Many years ago I was approached to get involved with JFilm. At first I resisted—I was working full time and didn’t think I’d have much to contribute. But it’s a wonderful organization with not only entertaining programs, but also an incredible educational component that brings teenagers from all walks of life to a theater to see a film with a Holocaust theme, or a theme related to teaching humanity. I’ve seen it change young people’s lives, and it gave me the push to remain with the organization. From there, the program grew and grew—and I was tapped to be the chairman for many years. I’ve probably been chair off and on for almost ten years (but am not presently, though I’m a chair of the Robinson Short Film Competition). I like that we provide the opportunity to nurture young filmmakers, too, through the Robinson Competition.
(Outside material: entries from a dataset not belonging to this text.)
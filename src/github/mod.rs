//! GitHub REST transport.
//!
//! Everything HTTP-shaped stops here: status codes, headers and `reqwest`
//! errors are folded into the closed [`ApiError`] set before any caller sees
//! them, so classification logic only ever branches on a handful of kinds.

pub mod client;
pub mod credentials;
#[cfg(test)]
pub mod fake;
pub mod repo;

use async_trait::async_trait;
use serde::Deserialize;
use thiserror::Error;

pub use client::GitHubClient;
pub use credentials::{CredentialSupplier, TokenPool};
pub use repo::RepoId;

/// Retryable failure categories. Retrying is the transport's business; the
/// classifier treats one occurrence as "this call produced nothing".
#[derive(Debug, Clone, Copy, PartialEq, Eq)]
pub enum TransientKind {
    RateLimited,
    Unauthenticated,
    Timeout,
}

impl std::fmt::Display for TransientKind {
    fn fmt(&self, f: &mut std::fmt::Formatter<'_>) -> std::fmt::Result {
        match self {
            TransientKind::RateLimited => write!(f, "rate-limited"),
            TransientKind::Unauthenticated => write!(f, "unauthenticated"),
            TransientKind::Timeout => write!(f, "timeout"),
        }
    }
}

#[derive(Debug, Clone, PartialEq, Eq, Error)]
pub enum ApiError {
    #[error("resource not found")]
    NotFound,
    #[error("transient failure: {0}")]
    Transient(TransientKind),
    #[error("{0}")]
    Other(String),
}

/// Body of a file fetched through the contents endpoint.
#[derive(Debug, Clone, PartialEq, Eq)]
pub enum Contents {
    /// Decoded file bytes. Text decoding is left to the caller.
    File(Vec<u8>),
    /// A file whose payload could not be decoded (bad base64).
    Corrupt(String),
    /// The path exists but is a directory (or a symlink/submodule entry).
    Directory,
}

#[derive(Debug, Clone, Deserialize)]
pub struct CodeSearchPage {
    pub total_count: u64,
    #[serde(default)]
    pub incomplete_results: bool,
    pub items: Vec<CodeHit>,
}

#[derive(Debug, Clone, Deserialize)]
pub struct CodeHit {
    pub path: String,
    pub repository: HitRepository,
}

#[derive(Debug, Clone, Deserialize)]
pub struct HitRepository {
    pub full_name: String,
    #[serde(default)]
    pub fork: bool,
}

/// The two GitHub capabilities the census needs.
#[async_trait]
pub trait GitHubApi: Send + Sync {
    /// One page of `GET /search/code`.
    async fn search_code(
        &self,
        query: &str,
        page: u32,
        per_page: u32,
        credential: &str,
    ) -> Result<CodeSearchPage, ApiError>;

    /// `GET /repos/{owner}/{repo}/contents/{path}` on the default branch.
    async fn fetch_contents(
        &self,
        repo: &RepoId,
        path: &str,
        credential: &str,
    ) -> Result<Contents, ApiError>;
}
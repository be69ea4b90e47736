use crate::config::MigrationConfig;
use crate::models::{Ecosystem, RepoReport};

/// Render registry migration commands, one line per repository.
///
/// Repositories without a manifest are left out. Results whose search step
/// failed are emitted commented out so a human decides whether to apply them.
pub fn render(reports: &[RepoReport], config: &MigrationConfig) -> String {
    let mut out = String::new();

    for report in reports {
        let title = match report.ecosystem {
            Ecosystem::Aztec => &config.derived_ecosystem,
            Ecosystem::Noir => &config.base_ecosystem,
            Ecosystem::None => {
                if let Some(failure) = &report.classification.api_failure {
                    out.push_str(&format!(
                        "-- review ({}): no manifest found for {}\n",
                        failure.reason, report.url
                    ));
                }
                continue;
            }
        };

        let mut command = format!("repadd \"{}\" {}", title, report.url);
        if report.ecosystem == Ecosystem::Aztec && report.classification.is_contract() {
            command.push_str(" #contract");
        }

        match &report.classification.api_failure {
            Some(failure) => {
                out.push_str(&format!("-- review ({}): {}\n", failure.reason, command));
            }
            None => {
                out.push_str(&command);
                out.push('\n');
            }
        }
    }

    out
}
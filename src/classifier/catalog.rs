/// Conventional `Nargo.toml` locations, tried in order when code search is
/// unavailable or comes back empty.
pub const FALLBACK_PATHS: &[&str] = &[
    "Nargo.toml",
    "contracts/Nargo.toml",
    "contract/Nargo.toml",
    "src/Nargo.toml",
    "circuits/Nargo.toml",
    "circuit/Nargo.toml",
    "noir/Nargo.toml",
    "aztec/Nargo.toml",
    "contracts/src/Nargo.toml",
    "packages/contracts/Nargo.toml",
    "packages/circuits/Nargo.toml",
    "packages/noir/Nargo.toml",
    "app/Nargo.toml",
    "examples/Nargo.toml",
    "test/Nargo.toml",
];

pub fn fallback_paths() -> Vec<String> {
    FALLBACK_PATHS.iter().map(|p| p.to_string()).collect()
}
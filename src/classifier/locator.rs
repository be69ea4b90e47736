use tracing::{debug, warn};

use crate::github::{ApiError, GitHubApi, RepoId, TransientKind};
use crate::models::LocatorResult;

/// File name every Noir package manifest carries.
pub const MANIFEST_FILENAME: &str = "Nargo.toml";

const SEARCH_PAGE_SIZE: u32 = 100;

/// Code-search query that lists every manifest inside one repository.
pub fn manifest_query(repo: &RepoId) -> String {
    format!("filename:{} repo:{}", MANIFEST_FILENAME, repo)
}

/// Ask code search where the manifests of `repo` live.
///
/// Never fails: a broken search comes back as a [`LocatorResult`] with
/// `search_failed` set and a short reason.
pub async fn locate(api: &dyn GitHubApi, repo: &RepoId, credential: &str) -> LocatorResult {
    let query = manifest_query(repo);

    match api.search_code(&query, 1, SEARCH_PAGE_SIZE, credential).await {
        Ok(page) => {
            let mut paths: Vec<String> = Vec::new();
            for hit in page.items {
                if !is_manifest_path(&hit.path) {
                    debug!(repo = %repo, path = %hit.path, "dropping non-manifest search hit");
                } else if paths.contains(&hit.path) {
                    debug!(repo = %repo, path = %hit.path, "dropping duplicate search hit");
                } else {
                    paths.push(hit.path);
                }
            }
            debug!(repo = %repo, found = paths.len(), "manifest search finished");
            LocatorResult::found(paths)
        }
        Err(err) => {
            let reason = failure_reason(&err);
            warn!(repo = %repo, %reason, "manifest search failed");
            LocatorResult::failed(reason)
        }
    }
}

fn is_manifest_path(path: &str) -> bool {
    path.rsplit('/').next() == Some(MANIFEST_FILENAME)
}

/// Short categorical label for a failed search.
pub fn failure_reason(err: &ApiError) -> String {
    match err {
        ApiError::Transient(TransientKind::RateLimited) => "rate-limit-exceeded".to_string(),
        ApiError::Transient(TransientKind::Timeout) => "request-timeout".to_string(),
        ApiError::Transient(TransientKind::Unauthenticated) => "authentication-failed".to_string(),
        ApiError::NotFound => err.to_string(),
        ApiError::Other(message) => message.clone(),
    }
}
//! Character-level SQL lexer.
//!
//! The lexer is total: for any finite input it produces a finite token
//! sequence and never fails. Unterminated strings, quoted identifiers,
//! and block comments are closed by end of input, and a character the
//! lexer does not recognize becomes a single-character punctuation
//! token. This keeps the whole pipeline usable on malformed or
//! partially pasted scripts.
//!
//! Quoting rules (Hive-family):
//! - `'...'` with `''` as an escaped quote is one string token
//! - `"..."` (with `""` escape) and `` `...` `` are quoted identifiers
//! - `--` to end of line and `/* ... */` spans are comment tokens

use std::collections::HashSet;
use std::iter::Peekable;
use std::str::CharIndices;

use once_cell::sync::Lazy;

use super::token::{Token, TokenKind};

/// Words the walker treats as structural. Anything else that looks like
/// a word is an identifier and therefore a table-name candidate.
static KEYWORDS: Lazy<HashSet<&'static str>> = Lazy::new(|| {
    [
        "ALL",
        "ALTER",
        "AND",
        "ANTI",
        "AS",
        "ASC",
        "BETWEEN",
        "BUCKETS",
        "BY",
        "CASE",
        "CAST",
        "CLUSTERED",
        "CREATE",
        "CROSS",
        "DELETE",
        "DESC",
        "DIRECTORY",
        "DISTINCT",
        "DISTRIBUTE",
        "DROP",
        "ELSE",
        "END",
        "EXCEPT",
        "EXISTS",
        "EXTERNAL",
        "FROM",
        "FULL",
        "GROUP",
        "HAVING",
        "IF",
        "IN",
        "INNER",
        "INSERT",
        "INTERSECT",
        "INTO",
        "IS",
        "JOIN",
        "LATERAL",
        "LEFT",
        "LIKE",
        "LIMIT",
        "LOCATION",
        "MERGE",
        "NOT",
        "NULL",
        "ON",
        "OR",
        "ORDER",
        "OUTER",
        "OVER",
        "OVERWRITE",
        "PARTITION",
        "PARTITIONED",
        "RECURSIVE",
        "REPLACE",
        "RIGHT",
        "RLIKE",
        "ROW",
        "ROWS",
        "SELECT",
        "SEMI",
        "SET",
        "SORT",
        "SORTED",
        "STORED",
        "TABLE",
        "TABLESAMPLE",
        "TBLPROPERTIES",
        "TEMPORARY",
        "THEN",
        "UNION",
        "UPDATE",
        "USE",
        "USING",
        "VALUES",
        "VIEW",
        "WHEN",
        "WHERE",
        "WINDOW",
        "WITH",
    ]
    .into_iter()
    .collect()
});

/// Lazy, restartable token stream over a SQL script.
///
/// Create a fresh `Lexer` to restart; the lexer itself holds no state
/// beyond its cursor.
pub struct Lexer<'a> {
    src: &'a str,
    chars: Peekable<CharIndices<'a>>,
}

impl<'a> Lexer<'a> {
    pub fn new(src: &'a str) -> Self {
        Self {
            src,
            chars: src.char_indices().peekable(),
        }
    }

    /// Consume characters while `keep` holds, returning the byte offset
    /// just past the last consumed character.
    fn scan_while<F: Fn(char) -> bool>(&mut self, keep: F) -> usize {
        while let Some(&(i, c)) = self.chars.peek() {
            if keep(c) {
                self.chars.next();
            } else {
                return i;
            }
        }
        self.src.len()
    }

    /// Consume a quoted region opened by `quote` (already consumed),
    /// honoring doubled-quote escapes. Returns the byte offset just past
    /// the closing quote, or end of input if unterminated.
    fn scan_quoted(&mut self, quote: char) -> usize {
        while let Some((i, c)) = self.chars.next() {
            if c == quote {
                match self.chars.peek() {
                    Some(&(_, next)) if next == quote => {
                        self.chars.next();
                    }
                    _ => return i + c.len_utf8(),
                }
            }
        }
        self.src.len()
    }

    /// Consume a block comment body (the `/*` is already consumed).
    /// Returns the byte offset just past the closing `*/`, or end of
    /// input if unterminated.
    fn scan_block_comment(&mut self) -> usize {
        while let Some((_, c)) = self.chars.next() {
            if c == '*' {
                if let Some(&(i, '/')) = self.chars.peek() {
                    self.chars.next();
                    return i + 1;
                }
            }
        }
        self.src.len()
    }

    fn token(&self, kind: TokenKind, start: usize, end: usize) -> Token {
        Token {
            kind,
            text: self.src[start..end].to_string(),
            offset: start,
        }
    }
}

impl Iterator for Lexer<'_> {
    type Item = Token;

    fn next(&mut self) -> Option<Token> {
        let (start, c) = self.chars.next()?;

        if c.is_whitespace() {
            let end = self.scan_while(char::is_whitespace);
            return Some(self.token(TokenKind::Whitespace, start, end));
        }

        // Line comment: --
        if c == '-' && matches!(self.chars.peek(), Some(&(_, '-'))) {
            self.chars.next();
            let end = self.scan_while(|c| c != '\n');
            return Some(self.token(TokenKind::Comment, start, end));
        }

        // Block comment: /* ... */
        if c == '/' && matches!(self.chars.peek(), Some(&(_, '*'))) {
            self.chars.next();
            let end = self.scan_block_comment();
            return Some(self.token(TokenKind::Comment, start, end));
        }

        // String literal: '...'
        if c == '\'' {
            let end = self.scan_quoted('\'');
            return Some(self.token(TokenKind::String, start, end));
        }

        // Quoted identifiers: "..." or `...`
        if c == '"' || c == '`' {
            let end = self.scan_quoted(c);
            return Some(self.token(TokenKind::QuotedIdentifier, start, end));
        }

        if c.is_ascii_digit() {
            let end = self.scan_while(|c| c.is_ascii_digit() || c == '.');
            return Some(self.token(TokenKind::Number, start, end));
        }

        if c.is_alphabetic() || c == '_' {
            let end = self.scan_while(|c| c.is_alphanumeric() || c == '_');
            let word = &self.src[start..end];
            let kind = if KEYWORDS.contains(word.to_ascii_uppercase().as_str()) {
                TokenKind::Keyword
            } else {
                TokenKind::Identifier
            };
            return Some(self.token(kind, start, end));
        }

        // Everything else, recognized or not, is a single-character
        // punctuation token.
        Some(self.token(TokenKind::Punctuation, start, start + c.len_utf8()))
    }
}

/// Tokenize a script into a vector, comments and whitespace included.
pub fn tokenize(sql: &str) -> Vec<Token> {
    Lexer::new(sql).collect()
}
What is the hardest part of producing a documentary?

The hardest part of producing a documentary is probably getting started. There’s so much involved—from determining the subject matter, to tracking down interviewees, to procuring funding and your crew, and establishing a workable schedule. The first phone call is always the hardest, but once that first interview is scheduled, you get on a roll.

Tell me a little bit about Harbor from the Holocaust and how this project got started.

Harbor from the Holocaust was the brainchild of Darryl Ford Williams, the Vice President of Production at WQED-TV. She was inspired by a traveling exhibit that featured the stories of Jews who had survived the Holocaust by escaping to Shanghai. Darryl contacted me and asked me to join the production as a researcher. It was bashert, fated, because my husband’s three uncles and an aunt survived the Shoah by leaving for Shanghai. In the early stages, we had to get funding just to proceed. That came from the National Endowment for the Humanities. From there, the Corporation for Public Broadcasting liked the project and gave us the bulk of the monies, which also included some small Jewish foundations participating as well. We hired our director and one of my jobs was to find the subjects to be interviewed. The entire process took almost three years!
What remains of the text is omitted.